# Client-side Lonboard in WebAssembly

[Pyodide](https://pyodide.org/) is a project to compile Python to WebAssembly for use in the browser. [JupyterLite](https://jupyterlite.readthedocs.io/en/stable/) is a version of JupyterLab that uses Pyodide, so it runs entirely in the browser. You're likely reading this notebook from inside JupyterLite right now!

As of v0.10, Lonboard works in Pyodide! This notebook is a port of the [DataFilterExtension notebook](https://developmentseed.org/lonboard/latest/examples/data-filter-extension/) to run in Pyodide. It uses [arro3](https://github.com/kylebarron/arro3) and [geoarrow-rust](https://geoarrow.org/geoarrow-rs/python/latest/) instead of pandas, GeoPandas, and pyarrow. These dependencies work in Pyodide and are more memory efficient.
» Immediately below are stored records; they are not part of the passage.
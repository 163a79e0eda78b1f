//! Dataset overview printed before and after cleaning: a row preview and
//! descriptive statistics for each rate column.
use crate::output::render_table;
use crate::types::{ProductionRecord, RateType, RawRow};
use crate::util::{average, format_int, parse_f64_safe, quantile, std_dev};
use tabled::Tabled;

#[derive(Debug, Clone, Tabled, PartialEq)]
pub struct RateStats {
    #[tabled(rename = "column")]
    pub column: &'static str,
    pub count: usize,
    #[tabled(display_with = "display_stat")]
    pub mean: Option<f64>,
    #[tabled(display_with = "display_stat")]
    pub std: Option<f64>,
    #[tabled(display_with = "display_stat")]
    pub min: Option<f64>,
    #[tabled(rename = "25%", display_with = "display_stat")]
    pub q25: Option<f64>,
    #[tabled(rename = "50%", display_with = "display_stat")]
    pub q50: Option<f64>,
    #[tabled(rename = "75%", display_with = "display_stat")]
    pub q75: Option<f64>,
    #[tabled(display_with = "display_stat")]
    pub max: Option<f64>,
}

fn display_stat(v: &Option<f64>) -> String {
    v.map(|v| format!("{v:.2}")).unwrap_or_else(|| "NaN".to_string())
}

pub fn describe(column: &'static str, values: &[f64]) -> RateStats {
    let mut sorted = values.to_vec();
    sorted.sort_by(f64::total_cmp);
    let mean = (!sorted.is_empty()).then(|| average(&sorted));
    RateStats {
        column,
        count: sorted.len(),
        mean,
        std: std_dev(&sorted),
        min: sorted.first().copied(),
        q25: quantile(&sorted, 0.25),
        q50: quantile(&sorted, 0.5),
        q75: quantile(&sorted, 0.75),
        max: sorted.last().copied(),
    }
}

/// Statistics over raw rows; only values that coerce to numbers count.
pub fn describe_raw(rows: &[RawRow]) -> Vec<RateStats> {
    RateType::ALL
        .iter()
        .map(|&rate| {
            let values: Vec<f64> = rows.iter().filter_map(|r| parse_f64_safe(r.rate(rate))).collect();
            describe(rate.column(), &values)
        })
        .collect()
}

pub fn describe_records(records: &[ProductionRecord]) -> Vec<RateStats> {
    RateType::ALL
        .iter()
        .map(|&rate| {
            let values: Vec<f64> = records.iter().map(|r| r.rate(rate)).collect();
            describe(rate.column(), &values)
        })
        .collect()
}

#[derive(Tabled, Clone)]
struct PreviewRow {
    #[tabled(rename = "Well_name")]
    well_name: String,
    #[tabled(rename = "Date")]
    date: String,
    #[tabled(rename = "Oil_rate")]
    oil_rate: String,
    #[tabled(rename = "Gas_rate")]
    gas_rate: String,
    #[tabled(rename = "Water_rate")]
    water_rate: String,
}

pub fn overview_raw(rows: &[RawRow], preview_rows: usize) -> String {
    let show = |v: &Option<String>| v.clone().unwrap_or_else(|| "NaN".to_string());
    let head: Vec<PreviewRow> = rows
        .iter()
        .take(preview_rows)
        .map(|r| PreviewRow {
            well_name: show(&r.well_name),
            date: show(&r.date),
            oil_rate: show(&r.oil_rate),
            gas_rate: show(&r.gas_rate),
            water_rate: show(&r.water_rate),
        })
        .collect();
    format_overview(rows.len(), &head, &describe_raw(rows), preview_rows)
}

pub fn overview_records(records: &[ProductionRecord], preview_rows: usize) -> String {
    let head: Vec<PreviewRow> = records
        .iter()
        .take(preview_rows)
        .map(|r| PreviewRow {
            well_name: r.well_name.clone(),
            date: r.date.to_string(),
            oil_rate: r.oil_rate.to_string(),
            gas_rate: r.gas_rate.to_string(),
            water_rate: r.water_rate.to_string(),
        })
        .collect();
    format_overview(records.len(), &head, &describe_records(records), preview_rows)
}

fn format_overview(n_rows: usize, head: &[PreviewRow], stats: &[RateStats], preview_rows: usize) -> String {
    let mut out = String::new();
    out.push_str(&format!("\nData Overview: {} rows\n", format_int(n_rows)));
    out.push_str(&format!("\nFirst {} Rows:\n", preview_rows));
    out.push_str(&render_table(head));
    out.push_str("\nBasic Stats:\n");
    out.push_str(&render_table(stats));
    out
}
This notebook is still using quite a lot of data! It worked on my laptop, but it's possible it could crash your browser tab!

## Dependencies

Any non-pure-Python libraries need to be installed from special wheels instead of directly from PyPI. Some of Lonboard's dependencies (e.g. `arro3`) and related libraries (`geoarrow.rust`) have portions of compiled code.

The below wheels are not yet included in the pyodide distribution as of September 4, 2024, so we install them from specific URLs in an S3 bucket we control. In the future (with the next pyodide release), these specific URLs will not be necessary.

In [1]:
import micropip

In [2]:
deps = [
    "https://ds-wheels.s3.amazonaws.com/arro3_core-0.3.0-cp312-cp312-emscripten_3_1_58_wasm32.whl",
    "https://ds-wheels.s3.amazonaws.com/arro3_compute-0.3.0-cp312-cp312-emscripten_3_1_58_wasm32.whl",
    "https://ds-wheels.s3.amazonaws.com/arro3_io-0.3.0-cp312-cp312-emscripten_3_1_58_wasm32.whl",
    "https://ds-wheels.s3.amazonaws.com/geoarrow_rust_core-0.3.0b1-cp38-abi3-emscripten_3_1_58_wasm32.whl",
    "palettable",
    "matplotlib",
    "lonboard==0.10.0b2"
]
await micropip.install(deps)

## Imports

In [3]:
from io import BytesIO
from pathlib import Path

import numpy as np
import requests
from arro3.core import ChunkedArray, fixed_size_list_array
from arro3.io import read_parquet
from geoarrow.rust.core import ChunkedGeometryArray, centroid, from_wkt
from ipywidgets import FloatRangeSlider, jsdlink
from lonboard import Map, ScatterplotLayer
from lonboard.colormap import apply_continuous_cmap
from lonboard.controls import MultiRangeSlider
from lonboard.layer_extension import DataFilterExtension
from palettable.colorbrewer.diverging import BrBG_10
from pyodide.http import pyfetch

## Fetch data

Similarly to the upstream example, we'll use Parquet data directly from S3. It's not currently possible to compile async Rust-Python code for use in Pyodide, so we need to fetch the entire Parquet file content first, and then parse it into an Arrow table:

In [4]:
url = "https://ookla-open-data.s3.us-west-2.amazonaws.com/parquet/performance/type=mobile/year=2019/quarter=1/2019-01-01_performance_mobile_tiles.parquet"
local_path = Path("data-filter-extension.parquet")
r = requests.get(url)

Then parse this into an Arrow table using arro3:

In [5]:
table = read_parquet(BytesIO(r.content)).read_all()
table

arro3.core.Table
-----------
quadkey: Utf8
tile: Utf8
avg_d_kbps: Int64
avg_u_kbps: Int64
avg_lat_ms: Int64
tests: Int64
devices: Int64

In Pyodide, we're very memory constrained, and when working with large data, we should delete old references as soon as we no longer need them:

In [6]:
del r

Parse the Well-known Text geometry in the `"tile"` column to GeoArrow geometries:

(note, this list comprehension is a hack, `from_wkt` will be updated to support chunked input)

In [7]:
geometry = ChunkedArray([from_wkt(chunk) for chunk in table["tile"].chunks])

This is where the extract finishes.